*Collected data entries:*
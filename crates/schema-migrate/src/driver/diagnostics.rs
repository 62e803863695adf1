//! Composing located diagnostics from engine-native errors.
//!
//! Each adapter decodes its client's native error into [`DecodedError`], a
//! common shape the locator machinery consumes. This keeps the position
//! mapping engine-agnostic: the adapter knows how its engine reports a
//! position, nothing here does.

use crate::error::MigrateError;
use crate::position::{line_column_from_offset, lines_before_and_after};
use crate::statement::Statement;

/// Context window size, in lines, on each side of the failing line.
const CONTEXT_LINES: usize = 5;

/// Engine-agnostic shape of a decoded statement error.
#[derive(Debug, Clone, PartialEq, Eq)]
pub struct DecodedError {
    /// Human-readable message, already carrying engine severity/code text.
    pub message: String,
    /// Byte offset of the failure within the executed statement, when the
    /// engine reports one (0-based).
    pub byte_offset: Option<usize>,
    /// 1-based line number within the executed statement, when the engine
    /// reports one instead of an offset.
    pub line: Option<usize>,
}

impl DecodedError {
    /// An error carrying no position information.
    pub fn message_only(message: impl Into<String>) -> Self {
        Self {
            message: message.into(),
            byte_offset: None,
            line: None,
        }
    }

    /// Build the final error for the pipe, locating the failure within
    /// `stmt` when a position is available.
    ///
    /// The statement lost its leading blank lines to trimming, so the
    /// statement's whitespace-line offset is added back to the reported
    /// line number; the diagnostic then matches the file as written.
    pub fn into_diagnostic(self, stmt: &Statement<'_>) -> MigrateError {
        if let Some(offset) = self.byte_offset {
            let (line, column) = line_column_from_offset(stmt.text, offset);
            let reported = line + stmt.blank_line_offset;
            let context = lines_before_and_after(stmt.text, line, CONTEXT_LINES, CONTEXT_LINES, true);
            return MigrateError::Statement(format!(
                "{} in line {}, column {}:\n\n{}",
                self.message, reported, column, context
            ));
        }

        if let Some(line) = self.line {
            let reported = line + stmt.blank_line_offset;
            let context = lines_before_and_after(stmt.text, line, CONTEXT_LINES, CONTEXT_LINES, true);
            return MigrateError::Statement(format!(
                "{} at line {}:\n\n{}",
                self.message, reported, context
            ));
        }

        MigrateError::Statement(self.message)
    }
}

#[cfg(test)]
mod tests {
    use super::*;

    fn stmt(text: &str) -> Statement<'_> {
        Statement {
            text,
            blank_line_offset: 0,
        }
    }

    #[test]
    fn offset_diagnostic_has_line_column_and_context() {
        let text = "CREATE TABLE error (\n  id THIS WILL CAUSE AN ERROR\n)";
        let decoded = DecodedError {
            message: "ERROR 42601: syntax error".into(),
            byte_offset: Some(text.find("THIS").unwrap()),
            line: None,
        };
        let msg = decoded.into_diagnostic(&stmt(text)).to_string();
        assert!(msg.contains("in line 2, column 6:"), "got: {msg}");
        assert!(msg.contains("2:   id THIS WILL CAUSE AN ERROR"), "got: {msg}");
    }

    #[test]
    fn line_diagnostic_applies_blank_line_offset() {
        let decoded = DecodedError {
            message: "syntax error near 'WILL'".into(),
            byte_offset: None,
            line: Some(1),
        };
        let statement = Statement {
            text: "id THIS WILL CAUSE AN ERROR",
            blank_line_offset: 2,
        };
        let msg = decoded.into_diagnostic(&statement).to_string();
        // Line 1 of the trimmed statement was line 3 of the raw fragment.
        assert!(msg.contains("at line 3:"), "got: {msg}");
    }

    #[test]
    fn positionless_error_passes_message_through() {
        let decoded = DecodedError::message_only("connection reset");
        let msg = decoded.into_diagnostic(&stmt("SELECT 1")).to_string();
        assert_eq!(msg, "connection reset");
    }
}
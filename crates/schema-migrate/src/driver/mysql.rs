//! MySQL/MariaDB adapter, backed by mysql_async.
//!
//! MySQL autocommits most DDL regardless of transactions, but the ledger
//! mutation still runs inside one so a failed batch never records its
//! version. Server errors report a 1-based line number in the message text
//! rather than a byte offset.

use async_trait::async_trait;
use mysql_async::prelude::Queryable;
use mysql_async::{Conn, Opts, TxOpts};
use once_cell::sync::Lazy;
use regex::Regex;
use tracing::{debug, info};

use crate::error::{MigrateError, Result};
use crate::file::{Direction, MigrationFile, Version, Versions};
use crate::ledger;
use crate::pipe::PipeSender;
use crate::statement::{statements, transaction_disabled};

use super::{DecodedError, Driver};

/// Matches the trailing position clause of a MySQL syntax error message.
static LINE_RE: Lazy<Regex> = Lazy::new(|| Regex::new(r"at line ([0-9]+)$").unwrap());

/// MySQL backend driver. One connection, owned exclusively.
#[derive(Default)]
pub struct MysqlDriver {
    conn: Option<Conn>,
}

impl MysqlDriver {
    pub fn new() -> Self {
        Self::default()
    }

    fn conn(&mut self) -> Result<&mut Conn> {
        self.conn.as_mut().ok_or(MigrateError::NotInitialized)
    }

    /// Legacy ledgers created before the 64-bit version change carry an
    /// `int` column that must be widened in place.
    fn needs_widen(data_type: Option<&str>) -> bool {
        data_type == Some("int")
    }

    fn widen_version_column_sql() -> String {
        format!("ALTER TABLE {} MODIFY version bigint", ledger::TABLE_NAME)
    }

    /// Create the ledger table, or widen a legacy `int` version column.
    async fn ensure_version_table(conn: &mut Conn) -> Result<()> {
        conn.query_drop(format!(
            "CREATE TABLE IF NOT EXISTS {} (version bigint not null primary key)",
            ledger::TABLE_NAME
        ))
        .await?;

        let data_type: Option<String> = conn
            .exec_first(
                "SELECT data_type FROM information_schema.columns \
                 WHERE table_name = ? AND column_name = 'version'",
                (ledger::TABLE_NAME,),
            )
            .await?;

        if Self::needs_widen(data_type.as_deref()) {
            conn.query_drop(Self::widen_version_column_sql()).await?;
        }
        Ok(())
    }

    fn ledger_sql(direction: Direction) -> String {
        match direction {
            Direction::Up => ledger::insert_version_sql("?"),
            Direction::Down => ledger::delete_version_sql("?"),
        }
    }

    async fn apply(&mut self, file: &MigrationFile) -> std::result::Result<(), Vec<MigrateError>> {
        let content = file.content().map_err(|e| vec![e])?.to_string();
        let version = file.version;
        let direction = file.direction;
        let conn = self.conn().map_err(|e| vec![e])?;

        if transaction_disabled(&content) {
            for stmt in statements(&content) {
                debug!(statement = stmt.text, "executing (no transaction)");
                conn.query_drop(stmt.text)
                    .await
                    .map_err(|e| vec![decode_error(&e).into_diagnostic(&stmt)])?;
            }
            conn.exec_drop(Self::ledger_sql(direction), (version,))
                .await
                .map_err(|e| vec![e.into()])?;
            return Ok(());
        }

        let mut tx = conn
            .start_transaction(TxOpts::default())
            .await
            .map_err(|e| vec![e.into()])?;

        if let Err(e) = tx.exec_drop(Self::ledger_sql(direction), (version,)).await {
            let mut errs = vec![MigrateError::from(e)];
            if let Err(rollback) = tx.rollback().await {
                errs.push(rollback.into());
            }
            return Err(errs);
        }

        for stmt in statements(&content) {
            debug!(statement = stmt.text, "executing");
            if let Err(e) = tx.query_drop(stmt.text).await {
                let mut errs = vec![decode_error(&e).into_diagnostic(&stmt)];
                if let Err(rollback) = tx.rollback().await {
                    errs.push(rollback.into());
                }
                return Err(errs);
            }
        }

        tx.commit().await.map_err(|e| vec![e.into()])?;
        Ok(())
    }
}

#[async_trait]
impl Driver for MysqlDriver {
    async fn initialize(&mut self, url: &str) -> Result<()> {
        let opts = Opts::from_url(url).map_err(|e| MigrateError::InvalidUrl(e.to_string()))?;
        let mut conn = Conn::new(opts).await?;
        Self::ensure_version_table(&mut conn).await?;
        info!("connected to mysql database");
        self.conn = Some(conn);
        Ok(())
    }

    async fn close(&mut self) -> Result<()> {
        if let Some(conn) = self.conn.take() {
            conn.disconnect().await?;
        }
        Ok(())
    }

    fn filename_extension(&self) -> &'static str {
        "sql"
    }

    async fn migrate(&mut self, mut file: MigrationFile, pipe: PipeSender) {
        pipe.started(file.clone()).await;

        if let Err(e) = file.read_content() {
            pipe.error(e).await;
            return;
        }

        if let Err(errors) = self.apply(&file).await {
            for e in errors {
                pipe.error(e).await;
            }
        }
    }

    async fn version(&mut self) -> Result<Version> {
        let conn = self.conn()?;
        let version: Option<i64> = conn.query_first(ledger::max_version_sql()).await?;
        Ok(version.unwrap_or(0))
    }

    async fn versions(&mut self) -> Result<Versions> {
        let conn = self.conn()?;
        let versions: Vec<i64> = conn.query(ledger::all_versions_sql()).await?;
        Ok(versions)
    }
}

/// Decode a mysql_async error into the common shape. Syntax errors end with
/// `at line N`, which is the only position MySQL reports.
fn decode_error(err: &mysql_async::Error) -> DecodedError {
    match err {
        mysql_async::Error::Server(server) => {
            let line = LINE_RE
                .captures(&server.message)
                .and_then(|caps| caps[1].parse::<usize>().ok());
            DecodedError {
                message: format!(
                    "ERROR {} ({}): {}",
                    server.code, server.state, server.message
                ),
                byte_offset: None,
                line,
            }
        }
        other => DecodedError::message_only(other.to_string()),
    }
}

#[cfg(test)]
mod tests {
    use super::*;

    #[test]
    fn decode_extracts_line_number() {
        let err = mysql_async::Error::Server(mysql_async::ServerError {
            code: 1064,
            state: "42000".into(),
            message: "You have an error in your SQL syntax; check the manual \
                      that corresponds to your MySQL server version for the \
                      right syntax to use near 'WILL CAUSE AN ERROR' at line 3"
                .into(),
        });
        let decoded = decode_error(&err);
        assert_eq!(decoded.line, Some(3));
        assert!(decoded.message.starts_with("ERROR 1064 (42000):"));
    }

    #[test]
    fn widen_only_for_legacy_int_column() {
        assert!(MysqlDriver::needs_widen(Some("int")));
        assert!(!MysqlDriver::needs_widen(Some("bigint")));
        assert!(!MysqlDriver::needs_widen(None));
    }

    #[test]
    fn widen_modifies_version_column() {
        assert_eq!(
            MysqlDriver::widen_version_column_sql(),
            "ALTER TABLE schema_migrations MODIFY version bigint"
        );
    }

    #[test]
    fn decode_without_position_clause() {
        let err = mysql_async::Error::Server(mysql_async::ServerError {
            code: 1050,
            state: "42S01".into(),
            message: "Table 'yolo' already exists".into(),
        });
        let decoded = decode_error(&err);
        assert_eq!(decoded.line, None);
        assert!(decoded.message.contains("already exists"));
    }
}
//! PostgreSQL adapter, backed by tokio-postgres.
//!
//! PostgreSQL has transactional DDL and reports statement errors with a
//! 1-based byte position, which maps cleanly onto the locator machinery.

use async_trait::async_trait;
use tokio::task::JoinHandle;
use tokio_postgres::error::ErrorPosition;
use tokio_postgres::{Client, NoTls};
use tracing::{debug, info, warn};

use crate::error::{MigrateError, Result};
use crate::file::{Direction, MigrationFile, Version, Versions};
use crate::ledger;
use crate::pipe::PipeSender;
use crate::statement::{statements, transaction_disabled};

use super::{DecodedError, Driver};

/// PostgreSQL backend driver. One client plus its background connection task.
#[derive(Default)]
pub struct PostgresDriver {
    client: Option<Client>,
    connection_task: Option<JoinHandle<()>>,
}

impl PostgresDriver {
    pub fn new() -> Self {
        Self::default()
    }

    fn client(&mut self) -> Result<&mut Client> {
        self.client.as_mut().ok_or(MigrateError::NotInitialized)
    }

    /// Legacy ledgers created before the 64-bit version change carry an
    /// `integer` column that must be widened in place.
    fn needs_widen(data_type: &str) -> bool {
        data_type != "bigint"
    }

    fn widen_version_column_sql() -> String {
        format!(
            "ALTER TABLE {} ALTER COLUMN version TYPE bigint USING version::bigint",
            ledger::TABLE_NAME
        )
    }

    /// Create the ledger table, or widen a legacy non-bigint version column.
    /// Avoids DDL entirely when the table already has the right shape.
    async fn ensure_version_table(client: &Client) -> Result<()> {
        let row = client
            .query_one(
                "SELECT count(*) FROM information_schema.tables WHERE table_name = $1",
                &[&ledger::TABLE_NAME],
            )
            .await?;
        let count: i64 = row.get(0);

        if count > 0 {
            let row = client
                .query_one(
                    "SELECT data_type FROM information_schema.columns \
                     WHERE table_name = $1 AND column_name = 'version'",
                    &[&ledger::TABLE_NAME],
                )
                .await?;
            let data_type: String = row.get(0);
            if Self::needs_widen(&data_type) {
                client.batch_execute(&Self::widen_version_column_sql()).await?;
            }
            return Ok(());
        }

        client
            .batch_execute(&format!(
                "CREATE TABLE IF NOT EXISTS {} (version bigint not null primary key)",
                ledger::TABLE_NAME
            ))
            .await?;
        Ok(())
    }

    fn ledger_sql(direction: Direction) -> String {
        match direction {
            Direction::Up => ledger::insert_version_sql("$1"),
            Direction::Down => ledger::delete_version_sql("$1"),
        }
    }

    async fn apply(&mut self, file: &MigrationFile) -> std::result::Result<(), Vec<MigrateError>> {
        let content = file.content().map_err(|e| vec![e])?.to_string();
        let version = file.version;
        let direction = file.direction;
        let client = self.client().map_err(|e| vec![e])?;

        if transaction_disabled(&content) {
            // Autocommit path for statements that refuse to run inside a
            // transaction (CREATE INDEX CONCURRENTLY and friends). The
            // ledger mutation runs only after the whole batch succeeded.
            for stmt in statements(&content) {
                debug!(statement = stmt.text, "executing (no transaction)");
                client
                    .batch_execute(stmt.text)
                    .await
                    .map_err(|e| vec![decode_error(&e).into_diagnostic(&stmt)])?;
            }
            client
                .execute(&Self::ledger_sql(direction), &[&version])
                .await
                .map_err(|e| vec![e.into()])?;
            return Ok(());
        }

        let tx = client.transaction().await.map_err(|e| vec![e.into()])?;

        if let Err(e) = tx.execute(&Self::ledger_sql(direction), &[&version]).await {
            let mut errs = vec![MigrateError::from(e)];
            if let Err(rollback) = tx.rollback().await {
                errs.push(rollback.into());
            }
            return Err(errs);
        }

        for stmt in statements(&content) {
            debug!(statement = stmt.text, "executing");
            if let Err(e) = tx.batch_execute(stmt.text).await {
                let mut errs = vec![decode_error(&e).into_diagnostic(&stmt)];
                if let Err(rollback) = tx.rollback().await {
                    errs.push(rollback.into());
                }
                return Err(errs);
            }
        }

        tx.commit().await.map_err(|e| vec![e.into()])?;
        Ok(())
    }
}

#[async_trait]
impl Driver for PostgresDriver {
    async fn initialize(&mut self, url: &str) -> Result<()> {
        let (client, connection) = tokio_postgres::connect(url, NoTls).await?;
        let task = tokio::spawn(async move {
            if let Err(e) = connection.await {
                warn!("postgres connection task ended: {e}");
            }
        });

        Self::ensure_version_table(&client).await?;
        info!("connected to postgres database");
        self.client = Some(client);
        self.connection_task = Some(task);
        Ok(())
    }

    async fn close(&mut self) -> Result<()> {
        // Dropping the client lets the background connection task finish.
        self.client.take();
        if let Some(task) = self.connection_task.take() {
            let _ = task.await;
        }
        Ok(())
    }

    fn filename_extension(&self) -> &'static str {
        "sql"
    }

    async fn migrate(&mut self, mut file: MigrationFile, pipe: PipeSender) {
        pipe.started(file.clone()).await;

        if let Err(e) = file.read_content() {
            pipe.error(e).await;
            return;
        }

        if let Err(errors) = self.apply(&file).await {
            for e in errors {
                pipe.error(e).await;
            }
        }
    }

    async fn version(&mut self) -> Result<Version> {
        let client = self.client()?;
        let row = client.query_opt(&ledger::max_version_sql(), &[]).await?;
        Ok(row.map(|r| r.get::<_, i64>(0)).unwrap_or(0))
    }

    async fn versions(&mut self) -> Result<Versions> {
        let client = self.client()?;
        let rows = client.query(&ledger::all_versions_sql(), &[]).await?;
        Ok(rows.iter().map(|r| r.get::<_, i64>(0)).collect())
    }
}

/// Decode a tokio-postgres error into the common shape. Server errors carry
/// severity, SQLSTATE, and usually a 1-based byte position.
fn decode_error(err: &tokio_postgres::Error) -> DecodedError {
    match err.as_db_error() {
        Some(db) => {
            let byte_offset = match db.position() {
                // Postgres positions are 1-based byte offsets.
                Some(ErrorPosition::Original(pos)) => Some((*pos as usize).saturating_sub(1)),
                _ => None,
            };
            DecodedError {
                message: format!("{} {}: {}", db.severity(), db.code().code(), db.message()),
                byte_offset,
                line: None,
            }
        }
        None => DecodedError::message_only(err.to_string()),
    }
}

*ASSIGNMENT:* Give the number of lines in the data above that include the word "rows", with no other words.

*COMPLETED TASK:* 2